_WHAT YOU ARE ASKED TO DO_. Tally the lines in the records underneath that contain the string "Euclidean", and state the figure by itself.

*** INPUT DATA ***

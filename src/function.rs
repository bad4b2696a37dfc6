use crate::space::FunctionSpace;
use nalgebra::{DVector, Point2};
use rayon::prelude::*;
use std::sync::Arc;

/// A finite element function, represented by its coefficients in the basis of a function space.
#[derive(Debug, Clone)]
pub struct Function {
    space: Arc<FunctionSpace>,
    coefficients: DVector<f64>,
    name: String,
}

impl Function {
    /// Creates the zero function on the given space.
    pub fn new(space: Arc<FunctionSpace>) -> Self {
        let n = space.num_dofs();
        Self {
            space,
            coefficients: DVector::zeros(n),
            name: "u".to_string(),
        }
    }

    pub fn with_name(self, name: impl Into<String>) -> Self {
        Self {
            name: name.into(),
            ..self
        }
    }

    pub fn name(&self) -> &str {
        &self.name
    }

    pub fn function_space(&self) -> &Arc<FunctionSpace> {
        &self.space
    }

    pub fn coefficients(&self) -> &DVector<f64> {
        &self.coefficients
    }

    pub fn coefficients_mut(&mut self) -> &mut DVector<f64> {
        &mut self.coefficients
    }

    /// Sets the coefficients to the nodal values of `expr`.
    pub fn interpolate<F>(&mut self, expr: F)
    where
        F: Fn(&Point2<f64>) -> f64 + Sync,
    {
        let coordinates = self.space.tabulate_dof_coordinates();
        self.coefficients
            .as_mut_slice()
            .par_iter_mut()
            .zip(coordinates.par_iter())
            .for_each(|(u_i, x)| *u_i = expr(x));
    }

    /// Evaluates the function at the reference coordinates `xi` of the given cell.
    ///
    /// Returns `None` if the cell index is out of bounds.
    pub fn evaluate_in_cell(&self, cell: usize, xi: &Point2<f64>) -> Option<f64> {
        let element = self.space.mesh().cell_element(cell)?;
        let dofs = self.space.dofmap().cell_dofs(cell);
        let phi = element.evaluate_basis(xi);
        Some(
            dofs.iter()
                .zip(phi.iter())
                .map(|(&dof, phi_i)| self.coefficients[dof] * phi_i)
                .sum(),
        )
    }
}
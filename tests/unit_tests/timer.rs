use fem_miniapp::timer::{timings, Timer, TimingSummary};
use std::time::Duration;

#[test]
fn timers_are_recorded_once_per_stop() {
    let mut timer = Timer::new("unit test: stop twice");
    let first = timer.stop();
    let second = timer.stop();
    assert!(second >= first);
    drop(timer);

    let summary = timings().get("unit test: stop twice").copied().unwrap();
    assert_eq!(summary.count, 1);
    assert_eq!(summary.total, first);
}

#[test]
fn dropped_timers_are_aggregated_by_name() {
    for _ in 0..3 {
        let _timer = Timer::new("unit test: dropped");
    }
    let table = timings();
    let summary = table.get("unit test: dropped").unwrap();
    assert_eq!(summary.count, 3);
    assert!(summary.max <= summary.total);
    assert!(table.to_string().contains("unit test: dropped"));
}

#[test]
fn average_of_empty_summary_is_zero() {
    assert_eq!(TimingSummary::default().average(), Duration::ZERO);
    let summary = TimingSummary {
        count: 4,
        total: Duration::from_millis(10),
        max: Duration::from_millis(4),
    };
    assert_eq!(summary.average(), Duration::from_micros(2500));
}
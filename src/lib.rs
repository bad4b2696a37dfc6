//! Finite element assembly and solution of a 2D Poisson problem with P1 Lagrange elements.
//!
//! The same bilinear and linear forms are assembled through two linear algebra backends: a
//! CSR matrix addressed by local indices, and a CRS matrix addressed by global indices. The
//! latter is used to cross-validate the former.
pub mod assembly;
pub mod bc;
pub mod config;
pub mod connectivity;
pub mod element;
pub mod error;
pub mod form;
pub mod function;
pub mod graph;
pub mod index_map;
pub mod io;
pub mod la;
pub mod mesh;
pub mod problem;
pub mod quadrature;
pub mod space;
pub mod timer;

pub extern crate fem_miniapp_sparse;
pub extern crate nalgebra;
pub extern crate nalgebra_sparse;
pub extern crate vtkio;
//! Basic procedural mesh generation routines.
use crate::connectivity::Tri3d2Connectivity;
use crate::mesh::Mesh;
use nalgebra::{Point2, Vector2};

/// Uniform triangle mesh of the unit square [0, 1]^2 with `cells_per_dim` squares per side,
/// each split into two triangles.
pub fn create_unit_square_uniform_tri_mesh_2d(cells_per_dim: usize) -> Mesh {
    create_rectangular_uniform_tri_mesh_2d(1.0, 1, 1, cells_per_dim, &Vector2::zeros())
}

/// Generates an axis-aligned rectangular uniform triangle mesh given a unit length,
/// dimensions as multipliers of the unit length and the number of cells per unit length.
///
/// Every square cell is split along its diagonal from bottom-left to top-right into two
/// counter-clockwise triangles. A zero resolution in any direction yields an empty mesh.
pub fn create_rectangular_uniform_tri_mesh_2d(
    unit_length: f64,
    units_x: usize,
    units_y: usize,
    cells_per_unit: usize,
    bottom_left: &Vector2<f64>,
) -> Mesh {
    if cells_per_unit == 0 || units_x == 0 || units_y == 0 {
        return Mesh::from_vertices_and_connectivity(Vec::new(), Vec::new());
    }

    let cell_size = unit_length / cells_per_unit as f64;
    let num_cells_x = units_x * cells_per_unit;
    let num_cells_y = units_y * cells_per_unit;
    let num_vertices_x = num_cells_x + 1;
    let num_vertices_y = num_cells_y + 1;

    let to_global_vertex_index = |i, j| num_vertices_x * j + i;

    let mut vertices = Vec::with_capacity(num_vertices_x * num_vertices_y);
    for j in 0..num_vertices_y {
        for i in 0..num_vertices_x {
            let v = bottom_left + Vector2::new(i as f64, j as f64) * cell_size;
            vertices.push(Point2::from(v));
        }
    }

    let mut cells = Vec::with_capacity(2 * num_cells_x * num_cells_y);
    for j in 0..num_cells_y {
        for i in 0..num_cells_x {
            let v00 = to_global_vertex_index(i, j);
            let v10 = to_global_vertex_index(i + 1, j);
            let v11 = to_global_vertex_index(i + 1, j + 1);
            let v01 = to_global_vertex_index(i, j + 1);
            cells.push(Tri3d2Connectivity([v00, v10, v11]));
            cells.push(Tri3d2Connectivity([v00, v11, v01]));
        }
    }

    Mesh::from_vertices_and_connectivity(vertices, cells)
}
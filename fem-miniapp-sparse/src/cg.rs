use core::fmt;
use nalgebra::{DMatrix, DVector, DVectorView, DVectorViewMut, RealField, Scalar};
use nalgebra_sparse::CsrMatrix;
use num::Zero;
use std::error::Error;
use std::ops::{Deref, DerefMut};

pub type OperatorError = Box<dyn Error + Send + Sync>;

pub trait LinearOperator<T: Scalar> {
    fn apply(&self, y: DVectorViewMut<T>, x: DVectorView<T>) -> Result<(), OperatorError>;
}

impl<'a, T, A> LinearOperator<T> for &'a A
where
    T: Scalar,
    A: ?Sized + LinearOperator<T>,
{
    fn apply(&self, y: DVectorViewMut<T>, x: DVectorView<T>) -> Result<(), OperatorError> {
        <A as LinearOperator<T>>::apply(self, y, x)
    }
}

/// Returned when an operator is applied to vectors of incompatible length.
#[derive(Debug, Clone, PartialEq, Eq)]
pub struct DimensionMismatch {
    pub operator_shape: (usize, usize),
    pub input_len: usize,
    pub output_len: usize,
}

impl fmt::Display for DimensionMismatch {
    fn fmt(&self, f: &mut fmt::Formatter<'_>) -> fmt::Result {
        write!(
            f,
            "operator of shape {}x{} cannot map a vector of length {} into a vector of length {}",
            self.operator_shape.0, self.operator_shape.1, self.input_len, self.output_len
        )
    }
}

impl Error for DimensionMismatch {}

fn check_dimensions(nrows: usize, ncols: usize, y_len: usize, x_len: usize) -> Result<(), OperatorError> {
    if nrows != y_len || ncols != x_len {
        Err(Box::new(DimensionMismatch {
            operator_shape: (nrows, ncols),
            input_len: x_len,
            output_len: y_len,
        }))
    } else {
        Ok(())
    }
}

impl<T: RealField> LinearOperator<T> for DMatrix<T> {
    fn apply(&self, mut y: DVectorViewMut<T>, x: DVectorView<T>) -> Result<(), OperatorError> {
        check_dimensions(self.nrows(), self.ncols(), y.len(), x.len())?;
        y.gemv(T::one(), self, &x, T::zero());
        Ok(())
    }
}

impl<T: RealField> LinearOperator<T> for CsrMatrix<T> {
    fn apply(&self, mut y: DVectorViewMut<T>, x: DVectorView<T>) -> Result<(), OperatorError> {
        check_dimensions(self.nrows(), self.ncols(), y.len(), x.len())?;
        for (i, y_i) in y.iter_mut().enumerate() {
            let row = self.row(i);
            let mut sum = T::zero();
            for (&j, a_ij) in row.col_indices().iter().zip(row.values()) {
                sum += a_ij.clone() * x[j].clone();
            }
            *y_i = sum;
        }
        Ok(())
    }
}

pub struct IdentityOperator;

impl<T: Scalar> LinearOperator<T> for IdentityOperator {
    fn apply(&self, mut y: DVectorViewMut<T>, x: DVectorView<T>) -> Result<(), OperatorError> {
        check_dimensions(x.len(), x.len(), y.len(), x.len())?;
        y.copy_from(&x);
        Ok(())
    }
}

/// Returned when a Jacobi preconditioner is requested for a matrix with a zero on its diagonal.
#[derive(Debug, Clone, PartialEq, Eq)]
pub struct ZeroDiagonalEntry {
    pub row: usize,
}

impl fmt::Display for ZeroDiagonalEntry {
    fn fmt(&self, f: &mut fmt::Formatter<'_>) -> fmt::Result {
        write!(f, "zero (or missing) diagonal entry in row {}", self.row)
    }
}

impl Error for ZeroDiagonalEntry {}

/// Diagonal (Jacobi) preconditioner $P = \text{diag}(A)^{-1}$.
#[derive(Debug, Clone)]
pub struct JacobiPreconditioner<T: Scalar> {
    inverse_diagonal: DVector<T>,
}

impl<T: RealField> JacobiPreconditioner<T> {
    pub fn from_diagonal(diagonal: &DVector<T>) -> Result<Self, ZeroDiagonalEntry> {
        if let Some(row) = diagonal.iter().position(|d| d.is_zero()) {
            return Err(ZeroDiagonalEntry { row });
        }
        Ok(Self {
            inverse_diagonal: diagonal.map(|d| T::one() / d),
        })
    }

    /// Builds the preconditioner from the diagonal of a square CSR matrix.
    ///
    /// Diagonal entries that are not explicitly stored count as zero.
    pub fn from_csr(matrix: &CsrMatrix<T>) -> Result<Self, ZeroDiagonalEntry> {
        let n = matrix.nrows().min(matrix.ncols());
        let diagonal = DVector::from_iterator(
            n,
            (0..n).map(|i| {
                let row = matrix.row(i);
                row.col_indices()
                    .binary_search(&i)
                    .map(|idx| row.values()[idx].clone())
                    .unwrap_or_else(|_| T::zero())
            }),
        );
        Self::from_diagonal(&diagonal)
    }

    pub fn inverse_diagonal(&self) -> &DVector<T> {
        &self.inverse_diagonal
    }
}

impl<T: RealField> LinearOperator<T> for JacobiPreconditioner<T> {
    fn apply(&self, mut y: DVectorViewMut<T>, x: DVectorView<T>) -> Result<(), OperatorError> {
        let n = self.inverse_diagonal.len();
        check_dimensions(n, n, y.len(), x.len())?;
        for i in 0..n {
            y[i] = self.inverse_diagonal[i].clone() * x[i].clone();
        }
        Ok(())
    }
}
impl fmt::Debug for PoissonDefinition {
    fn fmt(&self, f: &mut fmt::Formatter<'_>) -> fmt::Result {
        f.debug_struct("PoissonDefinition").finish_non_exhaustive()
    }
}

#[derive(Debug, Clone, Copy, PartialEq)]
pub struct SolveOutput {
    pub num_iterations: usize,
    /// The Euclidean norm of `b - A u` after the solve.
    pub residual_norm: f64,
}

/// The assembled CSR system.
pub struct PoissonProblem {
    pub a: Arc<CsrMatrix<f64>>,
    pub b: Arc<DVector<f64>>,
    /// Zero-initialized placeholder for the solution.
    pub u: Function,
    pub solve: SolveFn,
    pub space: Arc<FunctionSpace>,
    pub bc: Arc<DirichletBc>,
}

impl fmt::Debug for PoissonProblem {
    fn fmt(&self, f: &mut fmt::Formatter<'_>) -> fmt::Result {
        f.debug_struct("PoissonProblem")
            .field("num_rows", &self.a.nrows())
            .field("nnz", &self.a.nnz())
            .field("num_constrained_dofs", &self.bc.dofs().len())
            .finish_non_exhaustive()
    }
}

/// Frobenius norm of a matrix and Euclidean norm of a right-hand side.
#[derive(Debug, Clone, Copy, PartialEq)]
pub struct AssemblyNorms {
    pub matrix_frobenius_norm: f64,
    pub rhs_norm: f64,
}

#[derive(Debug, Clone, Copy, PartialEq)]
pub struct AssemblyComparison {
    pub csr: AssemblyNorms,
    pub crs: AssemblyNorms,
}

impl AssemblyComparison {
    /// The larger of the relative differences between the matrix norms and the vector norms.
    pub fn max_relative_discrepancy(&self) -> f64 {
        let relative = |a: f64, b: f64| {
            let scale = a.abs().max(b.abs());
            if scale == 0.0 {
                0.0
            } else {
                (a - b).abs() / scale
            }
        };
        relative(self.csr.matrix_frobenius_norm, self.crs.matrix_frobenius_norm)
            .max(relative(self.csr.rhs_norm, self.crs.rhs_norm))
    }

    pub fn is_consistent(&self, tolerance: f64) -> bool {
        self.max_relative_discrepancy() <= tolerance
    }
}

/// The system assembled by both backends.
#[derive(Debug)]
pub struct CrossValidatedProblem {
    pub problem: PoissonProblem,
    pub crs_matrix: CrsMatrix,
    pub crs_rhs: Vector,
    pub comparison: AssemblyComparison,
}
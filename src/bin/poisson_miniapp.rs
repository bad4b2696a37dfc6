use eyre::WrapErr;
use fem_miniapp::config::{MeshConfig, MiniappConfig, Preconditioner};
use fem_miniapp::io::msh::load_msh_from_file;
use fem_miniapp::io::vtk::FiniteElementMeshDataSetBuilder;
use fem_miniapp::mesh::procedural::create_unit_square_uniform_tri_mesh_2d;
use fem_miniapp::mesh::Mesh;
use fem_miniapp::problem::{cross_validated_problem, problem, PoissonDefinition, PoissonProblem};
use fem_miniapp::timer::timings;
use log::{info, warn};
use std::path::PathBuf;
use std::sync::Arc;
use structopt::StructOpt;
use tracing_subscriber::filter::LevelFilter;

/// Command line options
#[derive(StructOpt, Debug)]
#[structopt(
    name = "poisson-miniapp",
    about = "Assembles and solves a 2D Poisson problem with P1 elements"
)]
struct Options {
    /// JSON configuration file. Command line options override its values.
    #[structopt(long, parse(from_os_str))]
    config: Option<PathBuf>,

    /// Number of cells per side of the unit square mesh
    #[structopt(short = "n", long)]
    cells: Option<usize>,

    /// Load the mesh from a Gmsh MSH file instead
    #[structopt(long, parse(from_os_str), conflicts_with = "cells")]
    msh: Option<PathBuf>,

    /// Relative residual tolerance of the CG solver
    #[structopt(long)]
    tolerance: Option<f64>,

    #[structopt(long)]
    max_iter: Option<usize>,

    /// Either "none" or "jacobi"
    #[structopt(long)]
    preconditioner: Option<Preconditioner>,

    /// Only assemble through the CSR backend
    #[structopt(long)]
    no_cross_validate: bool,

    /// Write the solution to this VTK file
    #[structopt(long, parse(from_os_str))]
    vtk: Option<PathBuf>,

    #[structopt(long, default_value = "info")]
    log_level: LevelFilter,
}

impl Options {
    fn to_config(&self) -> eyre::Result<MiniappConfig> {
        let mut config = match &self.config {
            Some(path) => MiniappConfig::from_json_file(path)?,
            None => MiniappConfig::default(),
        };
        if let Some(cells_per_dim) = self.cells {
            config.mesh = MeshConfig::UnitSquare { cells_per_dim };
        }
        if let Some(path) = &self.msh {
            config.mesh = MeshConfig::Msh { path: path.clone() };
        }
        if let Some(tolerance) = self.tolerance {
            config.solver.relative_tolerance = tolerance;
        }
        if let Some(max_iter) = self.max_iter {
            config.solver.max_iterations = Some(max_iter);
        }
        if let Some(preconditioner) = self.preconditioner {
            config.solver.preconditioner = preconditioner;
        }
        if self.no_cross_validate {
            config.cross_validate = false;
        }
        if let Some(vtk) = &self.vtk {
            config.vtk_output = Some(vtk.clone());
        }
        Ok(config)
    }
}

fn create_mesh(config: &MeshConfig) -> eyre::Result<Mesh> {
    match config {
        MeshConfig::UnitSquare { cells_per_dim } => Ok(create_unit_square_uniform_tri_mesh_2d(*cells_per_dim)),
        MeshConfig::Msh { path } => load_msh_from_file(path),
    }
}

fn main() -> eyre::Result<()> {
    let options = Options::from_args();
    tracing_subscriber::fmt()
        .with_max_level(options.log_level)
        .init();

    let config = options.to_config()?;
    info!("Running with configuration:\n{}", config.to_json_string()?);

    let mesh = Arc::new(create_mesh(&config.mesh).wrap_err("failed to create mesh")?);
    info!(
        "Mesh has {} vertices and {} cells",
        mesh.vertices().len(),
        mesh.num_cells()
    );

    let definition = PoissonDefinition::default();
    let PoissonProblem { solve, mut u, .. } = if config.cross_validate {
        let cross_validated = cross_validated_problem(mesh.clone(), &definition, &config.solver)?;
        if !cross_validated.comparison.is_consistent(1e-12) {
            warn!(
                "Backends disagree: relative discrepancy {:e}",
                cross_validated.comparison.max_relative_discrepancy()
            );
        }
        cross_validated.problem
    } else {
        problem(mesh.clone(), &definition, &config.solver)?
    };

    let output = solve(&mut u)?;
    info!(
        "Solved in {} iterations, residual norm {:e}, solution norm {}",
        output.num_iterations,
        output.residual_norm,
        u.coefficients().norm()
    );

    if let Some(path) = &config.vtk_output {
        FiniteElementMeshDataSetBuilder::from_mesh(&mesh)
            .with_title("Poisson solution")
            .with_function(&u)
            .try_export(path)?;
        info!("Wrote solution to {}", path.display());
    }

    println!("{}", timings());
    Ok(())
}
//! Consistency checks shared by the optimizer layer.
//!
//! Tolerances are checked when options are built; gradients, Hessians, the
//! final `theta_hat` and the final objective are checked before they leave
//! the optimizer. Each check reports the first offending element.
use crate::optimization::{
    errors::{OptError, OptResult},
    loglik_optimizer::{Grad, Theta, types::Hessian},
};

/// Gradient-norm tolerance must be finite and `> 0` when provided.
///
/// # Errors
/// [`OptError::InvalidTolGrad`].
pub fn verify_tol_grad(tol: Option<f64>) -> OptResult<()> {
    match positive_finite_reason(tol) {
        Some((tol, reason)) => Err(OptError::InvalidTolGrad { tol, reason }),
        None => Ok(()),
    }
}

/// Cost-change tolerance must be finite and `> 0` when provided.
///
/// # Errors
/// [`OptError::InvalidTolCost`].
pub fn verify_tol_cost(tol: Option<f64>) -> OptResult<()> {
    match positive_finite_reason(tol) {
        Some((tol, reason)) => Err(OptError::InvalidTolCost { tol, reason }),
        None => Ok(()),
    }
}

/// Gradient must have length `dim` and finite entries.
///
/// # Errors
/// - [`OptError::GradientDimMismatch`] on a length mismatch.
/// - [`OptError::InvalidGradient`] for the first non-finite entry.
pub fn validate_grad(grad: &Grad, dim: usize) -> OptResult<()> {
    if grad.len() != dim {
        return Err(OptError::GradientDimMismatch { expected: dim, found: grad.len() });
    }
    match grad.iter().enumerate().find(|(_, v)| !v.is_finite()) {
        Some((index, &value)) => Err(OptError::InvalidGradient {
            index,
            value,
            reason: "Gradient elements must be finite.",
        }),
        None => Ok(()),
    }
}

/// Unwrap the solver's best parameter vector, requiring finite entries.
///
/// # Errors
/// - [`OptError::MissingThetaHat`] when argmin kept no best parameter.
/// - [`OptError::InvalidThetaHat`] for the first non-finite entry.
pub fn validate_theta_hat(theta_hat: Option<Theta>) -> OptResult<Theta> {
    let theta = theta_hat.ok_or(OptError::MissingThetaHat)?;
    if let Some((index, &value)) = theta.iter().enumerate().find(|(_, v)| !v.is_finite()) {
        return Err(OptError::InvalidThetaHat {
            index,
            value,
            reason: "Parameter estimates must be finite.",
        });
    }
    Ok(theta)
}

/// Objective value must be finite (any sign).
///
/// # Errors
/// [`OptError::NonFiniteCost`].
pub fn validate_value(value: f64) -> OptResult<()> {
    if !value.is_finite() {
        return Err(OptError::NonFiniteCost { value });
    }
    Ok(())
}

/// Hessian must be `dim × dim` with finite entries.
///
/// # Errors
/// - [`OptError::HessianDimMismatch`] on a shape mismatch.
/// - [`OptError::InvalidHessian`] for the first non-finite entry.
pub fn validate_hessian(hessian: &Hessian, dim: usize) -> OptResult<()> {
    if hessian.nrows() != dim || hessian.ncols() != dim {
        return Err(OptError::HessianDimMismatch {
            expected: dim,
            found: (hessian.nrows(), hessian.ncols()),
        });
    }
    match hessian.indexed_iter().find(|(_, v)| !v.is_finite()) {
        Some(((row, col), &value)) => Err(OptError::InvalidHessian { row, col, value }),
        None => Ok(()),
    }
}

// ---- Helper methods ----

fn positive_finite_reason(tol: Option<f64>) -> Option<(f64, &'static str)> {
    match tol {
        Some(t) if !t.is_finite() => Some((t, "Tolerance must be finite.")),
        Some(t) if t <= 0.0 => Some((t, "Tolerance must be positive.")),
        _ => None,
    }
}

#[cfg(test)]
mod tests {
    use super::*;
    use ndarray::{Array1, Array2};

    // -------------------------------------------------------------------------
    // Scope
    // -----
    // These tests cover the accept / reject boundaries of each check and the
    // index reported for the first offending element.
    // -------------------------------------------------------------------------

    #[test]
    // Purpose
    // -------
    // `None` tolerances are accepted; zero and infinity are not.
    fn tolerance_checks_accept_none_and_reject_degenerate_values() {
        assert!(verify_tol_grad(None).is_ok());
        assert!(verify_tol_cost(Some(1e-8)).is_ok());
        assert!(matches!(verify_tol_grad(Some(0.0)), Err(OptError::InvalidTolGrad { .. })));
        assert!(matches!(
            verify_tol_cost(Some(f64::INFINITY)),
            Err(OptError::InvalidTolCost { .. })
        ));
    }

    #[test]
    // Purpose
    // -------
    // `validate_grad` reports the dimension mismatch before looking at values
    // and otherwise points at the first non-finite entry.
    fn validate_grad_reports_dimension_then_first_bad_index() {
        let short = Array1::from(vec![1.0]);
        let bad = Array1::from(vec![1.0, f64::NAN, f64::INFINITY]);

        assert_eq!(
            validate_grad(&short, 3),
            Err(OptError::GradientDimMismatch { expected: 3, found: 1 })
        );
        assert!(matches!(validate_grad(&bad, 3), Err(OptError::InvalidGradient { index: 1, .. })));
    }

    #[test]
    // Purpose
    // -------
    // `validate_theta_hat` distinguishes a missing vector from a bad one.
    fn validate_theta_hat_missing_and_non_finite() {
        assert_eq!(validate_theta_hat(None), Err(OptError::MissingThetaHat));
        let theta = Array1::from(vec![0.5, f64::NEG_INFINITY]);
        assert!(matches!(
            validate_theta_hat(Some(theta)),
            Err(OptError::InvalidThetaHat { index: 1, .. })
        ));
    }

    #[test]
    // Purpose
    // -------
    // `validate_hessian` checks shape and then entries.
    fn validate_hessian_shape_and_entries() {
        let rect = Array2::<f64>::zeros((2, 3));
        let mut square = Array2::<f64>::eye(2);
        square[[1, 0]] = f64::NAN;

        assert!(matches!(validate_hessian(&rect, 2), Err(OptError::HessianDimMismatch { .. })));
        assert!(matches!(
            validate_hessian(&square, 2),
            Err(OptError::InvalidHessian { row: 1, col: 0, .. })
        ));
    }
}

***

_TASK RESULT_. 2